According to the official transcript of Bristow’s speech reproduced on the UK Government’s website “exactly as it was delivered”, Bristow said: “There is […] no doubt that Novichok was produced in Russia by the Russian state”.
Bristow did not say that “the Novichok [used in the attack on Skripal] was produced in Russia by the Russian state” [my added definite article for emphasis].
Whether or not he was specific about this at first, later in his speech Bristow is clear that “the fact that the Novichok was produced in Russia” was a significant factor informing the UK Government’s view that the assassination had been ordered by the Kremlin.
“The fact that the Novichok was produced in Russia, the fact that Russia has a history of state-sponsored assassinations, and the fact that Russia has responded with the usual playbook of disinformation and denial left us with no choice but to conclude that this amounts to an unlawful use of force by the Russian state against the United Kingdom,” Bristow said.
On the same day that Bristow made his speech, the Foreign Office tweeted that “world-leading experts” at DSTL Porton Down had “made clear that this was a military-grade Novichok nerve agent produced in Russia”.
But just under a fortnight later, on 3 April, the then-CEO of Porton Down Gary Aitkenhead gave an interview to Sky News in which he stated that the scientists at DSTL had not been able to verify the “precise source” of the Novichok samples they had been given to analyse.
“We have not verified the precise source,” Aitkenhead said. “But we’ve provided the scientific information to the Government, who have then used a number of other sources to piece together the conclusions […] they’ve come to.”
Aitkenhead said that the substance was “a military grade nerve agent, which requires extremely sophisticated methods in order to create—something that’s probably only within the capabilities of a state actor”.

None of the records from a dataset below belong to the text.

//! Chat gateway collaborator: the interface the relay needs from whatever
//! platform transport hosts it.
//!
//! The gateway owns connection, authentication and rate limiting; the relay
//! only requires the operations below plus a stream of typed events pushed
//! into a single intake channel. Event delivery is serialized by the
//! platform's own gateway session, so the relay never sees two events from
//! the same session concurrently.

use anyhow::Result;
use async_trait::async_trait;
use chrono::{DateTime, Utc};
use std::fmt;
use tokio::sync::mpsc;

macro_rules! id_type {
    ($name:ident) => {
        #[derive(Debug, Clone, Copy, PartialEq, Eq, Hash, PartialOrd, Ord)]
        pub struct $name(pub u64);

        impl fmt::Display for $name {
            fn fmt(&self, f: &mut fmt::Formatter<'_>) -> fmt::Result {
                self.0.fmt(f)
            }
        }
    };
}

id_type!(GuildId);
id_type!(ChannelId);
id_type!(UserId);

/// A text channel as the platform reports it.
#[derive(Debug, Clone)]
pub struct ChannelInfo {
    pub id: ChannelId,
    pub guild: GuildId,
    pub name: String,
    /// Name of the category the channel sits under, if any.
    pub category: Option<String>,
    pub created_at: DateTime<Utc>,
}

impl ChannelInfo {
    /// Platform mention syntax for the channel.
    pub fn mention(&self) -> String {
        format!("<#{}>", self.id)
    }
}

/// Whoever posted an inbound message.
#[derive(Debug, Clone)]
pub struct MessageAuthor {
    pub id: UserId,
    /// Nickname if set, falling back to the account name.
    pub display_name: String,
    pub avatar_url: Option<String>,
}

/// A message observed on the gateway.
#[derive(Debug, Clone)]
pub struct InboundMessage {
    pub guild: GuildId,
    pub channel: ChannelId,
    pub channel_name: String,
    pub category: Option<String>,
    pub author: MessageAuthor,
    pub content: String,
    /// Attachment URLs, relayed verbatim.
    pub attachments: Vec<String>,
    pub timestamp: DateTime<Utc>,
}

/// A bare message record, enough for idle probing and stock-message checks.
#[derive(Debug, Clone)]
pub struct MessageStub {
    pub content: String,
    pub created_at: DateTime<Utc>,
}

/// An embed posted to the history archive.
#[derive(Debug, Clone, Default, PartialEq)]
pub struct MessageEmbed {
    pub author_name: String,
    pub author_icon_url: Option<String>,
    pub fields: Vec<EmbedField>,
    pub image_url: Option<String>,
}

#[derive(Debug, Clone, PartialEq)]
pub struct EmbedField {
    pub name: String,
    pub value: String,
    pub inline: bool,
}

/// Typed events the gateway pushes into the relay's intake channel.
#[derive(Debug, Clone)]
pub enum GatewayEvent {
    /// A guild became visible (startup or join); triggers provisioning
    /// and a registry rebuild.
    GuildAvailable(GuildId),
    MessageCreated(InboundMessage),
    ChannelCreated(ChannelInfo),
    ChannelDeleted { guild: GuildId, channel: ChannelId },
    /// Connection state change. A non-resumable disconnect is fatal to
    /// the process; resumable ones are the platform's own business.
    Disconnected { resumable: bool },
}

/// Sender half handed to the gateway driver at startup.
pub type EventSink = mpsc::UnboundedSender<GatewayEvent>;

/// Receiver half consumed by the router loop.
pub type EventStream = mpsc::UnboundedReceiver<GatewayEvent>;

/// Operations the relay performs against the platform.
///
/// Implementations must be cheap to clone behind an `Arc` and safe to call
/// from spawned tasks; every call is a network suspension point and holds
/// no relay lock.
#[async_trait]
pub trait ChatGateway: Send + Sync {
    /// The bot's own user id, used to drop self-authored events.
    fn current_user(&self) -> UserId;

    /// Guilds currently visible to the connection.
    async fn guild_ids(&self) -> Vec<GuildId>;

    /// The guild's preferred locale tag (`en-US` style), if the platform
    /// exposes one.
    async fn preferred_locale(&self, guild: GuildId) -> Result<Option<String>>;

    async fn has_category(&self, guild: GuildId, category: &str) -> Result<bool>;

    async fn create_category(&self, guild: GuildId, category: &str) -> Result<()>;

    /// All text channels under the named category.
    async fn category_channels(&self, guild: GuildId, category: &str) -> Result<Vec<ChannelInfo>>;

    async fn create_channel(
        &self,
        guild: GuildId,
        category: &str,
        name: &str,
        topic: Option<&str>,
    ) -> Result<ChannelInfo>;

    async fn set_topic(&self, channel: ChannelId, topic: &str) -> Result<()>;

    async fn delete_channel(&self, channel: ChannelId) -> Result<()>;

    async fn send_message(&self, channel: ChannelId, text: &str) -> Result<()>;

    async fn send_embed(&self, channel: ChannelId, embed: &MessageEmbed) -> Result<()>;

    /// Most recent messages in a channel, newest first.
    async fn recent_messages(&self, channel: ChannelId, limit: usize) -> Result<Vec<MessageStub>>;
}

#[cfg(test)]
mod tests {
    use super::*;

    #[test]
    fn test_channel_mention_format() {
        let info = ChannelInfo {
            id: ChannelId(42),
            guild: GuildId(1),
            name: "es-to-en".to_string(),
            category: Some("localized".to_string()),
            created_at: Utc::now(),
        };
        assert_eq!(info.mention(), "<#42>");
    }

    #[test]
    fn test_id_display() {
        assert_eq!(GuildId(7).to_string(), "7");
        assert_eq!(ChannelId(123456789012345678).to_string(), "123456789012345678");
    }
}
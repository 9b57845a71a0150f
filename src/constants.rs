//! Fixed names and thresholds shared across the relay.

/// Name of the category that groups every relay-managed channel.
pub const CATEGORY_NAME: &str = "localized";

/// Operator-instructions channel; never a pair member, never reaped.
pub const HOW_TO_CHANNEL_NAME: &str = "how-to";

/// Translation archive channel; never a pair member, never reaped.
pub const HISTORY_CHANNEL_NAME: &str = "history";

/// Channels that survive every sweep and never route messages.
pub const PERMANENT_CHANNELS: [&str; 2] = [HOW_TO_CHANNEL_NAME, HISTORY_CHANNEL_NAME];

/// Fallback home language when a guild's locale can't be resolved.
pub const STANDARD_LANGUAGE: &str = "en";

/// Separator token inside pair channel names (`es-to-en`, `en-to-es`).
pub const PAIR_NAME_SEPARATOR: &str = "-to-";

/// Prefix that marks a message as a command rather than relay traffic.
pub const COMMAND_PREFIX: &str = "??translate";

/// Minutes a mirror channel may sit without a message before deletion.
pub const IDLE_TIMEOUT_MINUTES: i64 = 240;

/// Cron expression for the idle-channel sweep (every 5 minutes).
pub const SWEEP_SCHEDULE: &str = "0 */5 * * * *";

/// Cron expression for the translation token refresh (every 8 minutes).
pub const TOKEN_REFRESH_SCHEDULE: &str = "0 */8 * * * *";

/// Longest text an archive embed field may carry before it is chunked.
pub const ARCHIVE_FIELD_LIMIT: usize = 1024;
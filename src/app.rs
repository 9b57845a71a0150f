//! Component wiring: build the relay once at startup and hand the event
//! sink to whatever gateway driver hosts it.

use crate::config::Config;
use crate::gateway::{ChatGateway, EventSink, GatewayEvent};
use crate::lifecycle::PairLifecycle;
use crate::provision::{GuildLanguages, GuildProvisioner};
use crate::reaper::IdleReaper;
use crate::registry::PairRegistry;
use crate::router::Router;
use crate::scheduler;
use crate::translator::{TokenProvider, TranslationClient};
use anyhow::Result;
use std::sync::Arc;
use tokio::sync::mpsc;

/// The assembled relay: a router loop plus its scheduled jobs.
///
/// Construction is pure wiring; nothing talks to the network until
/// [`Relay::run`].
pub struct Relay {
    config: Arc<Config>,
    http: reqwest::Client,
    tokens: Arc<TokenProvider>,
    reaper: Arc<IdleReaper>,
    router: Router,
}

impl Relay {
    /// Wire every component against `gateway` and return the relay
    /// together with the sink the gateway driver must push events into.
    pub fn new(config: Config, gateway: Arc<dyn ChatGateway>) -> (Self, EventSink) {
        let config = Arc::new(config);
        let http = reqwest::Client::new();
        let tokens = TokenProvider::new();
        let translator = TranslationClient::new(http.clone(), Arc::clone(&config), Arc::clone(&tokens));

        let registry = Arc::new(PairRegistry::new());
        let languages = GuildLanguages::new();
        let reaper = IdleReaper::new(Arc::clone(&gateway), config.idle_timeout_minutes);
        let lifecycle = Arc::new(PairLifecycle::new(
            Arc::clone(&gateway),
            translator.clone(),
            Arc::clone(&registry),
            Arc::clone(&languages),
        ));
        let provisioner = Arc::new(GuildProvisioner::new(
            Arc::clone(&gateway),
            translator.clone(),
            Arc::clone(&languages),
            Arc::clone(&registry),
        ));

        let (event_tx, event_rx) = mpsc::unbounded_channel::<GatewayEvent>();
        let router = Router::new(
            gateway,
            translator,
            registry,
            lifecycle,
            languages,
            provisioner,
            Arc::clone(&reaper),
            event_rx,
        );

        (
            Self {
                config,
                http,
                tokens,
                reaper,
                router,
            },
            event_tx,
        )
    }

    /// Start the scheduled jobs and run the router loop until the gateway
    /// goes away. A non-resumable disconnect surfaces as the returned
    /// error, which is the caller's cue to shut the process down.
    pub async fn run(self) -> Result<()> {
        let mut scheduler = scheduler::start_jobs(
            Arc::clone(&self.config),
            self.http.clone(),
            Arc::clone(&self.tokens),
            Arc::clone(&self.reaper),
        )
        .await?;

        let result = self.router.run().await;
        scheduler.shutdown().await.ok();
        result
    }
}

“I wouldn’t like to comment on precisely where that would be, but that’s part of the ongoing investigation,” he said.
“Our experts have precisely identified the nerve agent as a Novichok,” DSTL tweeted later that day, contradicting the testimony that the ‘Porton Down Chemical and Biological Analyst’ gave to the Court of Protection.
“It is not, and has never been, our responsibility to confirm the source of the agent,” DSTL said, thereby contradicting the Foreign Office tweet of 22 March as well as the statements of Johnson and Bristow.
The suggestion that Novichok could be in some way “uniquely Russian technology” was questioned at the time by David B. Collum, a professor of organic chemistry who for several years led the department of Chemistry and Chemical Biology at Cornell University.
Collum did not support Aitkenhead’s assertion that Novichok requires extremely sophisticated methods to create. He tweeted that Novichok is not difficult to synthesise and that his first year students would be able to make it—“albeit not safely”—which he then demonstrated by setting them the task as an exam question.
“I will say it again: Anybody who tells you this nerve agent must have come from Russia is a liar—a complete and utter liar. They are simple compounds,” Collum tweeted on 27 March.
“I asserted that any credible organic chemist could make Novichok nerve agents,” Collum tweeted on 21 May. “Here is my final exam in my first-year graduate organic synthesis course. Only one kid of 15 lost any points.”
“Do you have antidotes—were you able to supply antidotes that could be administered to the Skripals?”, Aitkenhead was also asked during his interview with Sky News.
“Unfortunately, this is an extremely toxic substance,” he replied. “There is not, as far as we know, any antidote that you can use to negate the effects of it.”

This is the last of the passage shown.